• Task requirements:
Write out only the lines running from the one that contains "pub fn finish(status: RunStatus, what: &str)" to the end of the material, both ends included.

• Records supplied:
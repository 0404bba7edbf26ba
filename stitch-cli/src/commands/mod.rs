//! Subcommand implementations and the bits they share.

pub mod cache;
pub mod diff;
pub mod init;
pub mod pull;
pub mod push;
pub mod status;

use std::path::{Path, PathBuf};

use anyhow::{Context as _, Result};

use stitch_core::{project, ProjectConfig};
use stitch_sync::{LogScope, RunStatus};

use crate::http::HttpRemote;

/// Global options resolved once in `main`.
#[derive(Debug)]
pub struct Context {
    start: Option<PathBuf>,
    pub scope: LogScope,
}

impl Context {
    pub fn new(start: Option<PathBuf>) -> Self {
        Self {
            start,
            scope: LogScope::default(),
        }
    }

    /// Where project discovery starts: `-C <dir>` or the current directory.
    pub fn start_dir(&self) -> Result<PathBuf> {
        match &self.start {
            Some(dir) => Ok(dir.clone()),
            None => std::env::current_dir().context("could not determine current directory"),
        }
    }

    /// Root of the enclosing stitch project.
    pub fn root(&self) -> Result<PathBuf> {
        let start = self.start_dir()?;
        let start = start
            .canonicalize()
            .with_context(|| format!("cannot resolve path '{}'", start.display()))?;
        Ok(project::find_root(&start)?)
    }

    pub fn config(&self, root: &Path) -> Result<ProjectConfig> {
        let config = project::load_config_at(root)
            .with_context(|| format!("failed to load project config in '{}'", root.display()))?;
        Ok(config.with_env_overrides())
    }

    /// HTTP remote built from the project config.
    pub fn remote(&self, root: &Path) -> Result<HttpRemote> {
        let config = self.config(root)?;
        if config.token().is_none() {
            warn_missing_token(&config);
        }
        Ok(HttpRemote::new(&config))
    }
}

fn warn_missing_token(config: &ProjectConfig) {
    eprintln!(
        "warning: ${} is not set; requests will be sent without a token",
        config.token_env
    );
}

/// Turn a run status into the process outcome.
pub fn finish(status: RunStatus, what: &str) -> Result<()> {
    if status.is_failure() {
        anyhow::bail!("{what} finished with errors");
    }
    Ok(())
}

• Solution to this exercise:
pub fn finish(status: RunStatus, what: &str) -> Result<()> {
    if status.is_failure() {
        anyhow::bail!("{what} finished with errors");
    }
    Ok(())
}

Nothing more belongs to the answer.